Lincoln -- An immediate question for our north prairie is whether to purchase more forb seed to sow in bare and disturbed areas. ("Forb" is any non-grass prairie broadleaf plant; the term was first used by Frederic Clements, the founder of the discipline of plant ecology, in 1924.)
In the Spring of 2012 we bought a mixture of prairie grasses and forbs from Prairie Plains Resource Institute in Hamilton County. Sowing right into the drought, it was fortunate that we got any results at all -- luckily a few milkweeds along with native grasses.
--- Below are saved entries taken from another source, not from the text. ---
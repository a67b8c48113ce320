//! The stack-based dispatch core (C7) and the two reusable sub-visitor
//! templates built on it (C8).

pub mod dispatch;
pub mod subtree;

pub use dispatch::{Dispatcher, SubVisitor, next_id};
pub use subtree::{Filtered, Forwarding, Hooks};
Arguing for another attempt is the fact that there are dangerously dwindling stands of forbs to support pollinators (bees, birds, butterflies) that are necessary for a healthy environment and ultimately essential to food security. Drought is only one threat: the new farm bill tilts away from conservation toward crop production; agricultural chemical companies are even bringing back the herbicide 2,4-D to try to deal with the unintended consequences of having cornered the corn and soybean seed markets with GMOs.
Arguing against another attempt is the fact that forbs supporting pollinators often need moist soils. Desirable as it would be to help pollinators, in drought conditions the disturbed soils will be colonized by grasses that are best adapted to that environment. This is occurring.
We might try, if we can get seed or plugs, forbs that are drought resistant, such as maximilian sunflowers, penstemons, spider and california milkweed, and varieties of prairie asters. One source is Monarch Watch, a nonprofit based at the University of Kansas, which sells flats of milkweed species adapted to different climates.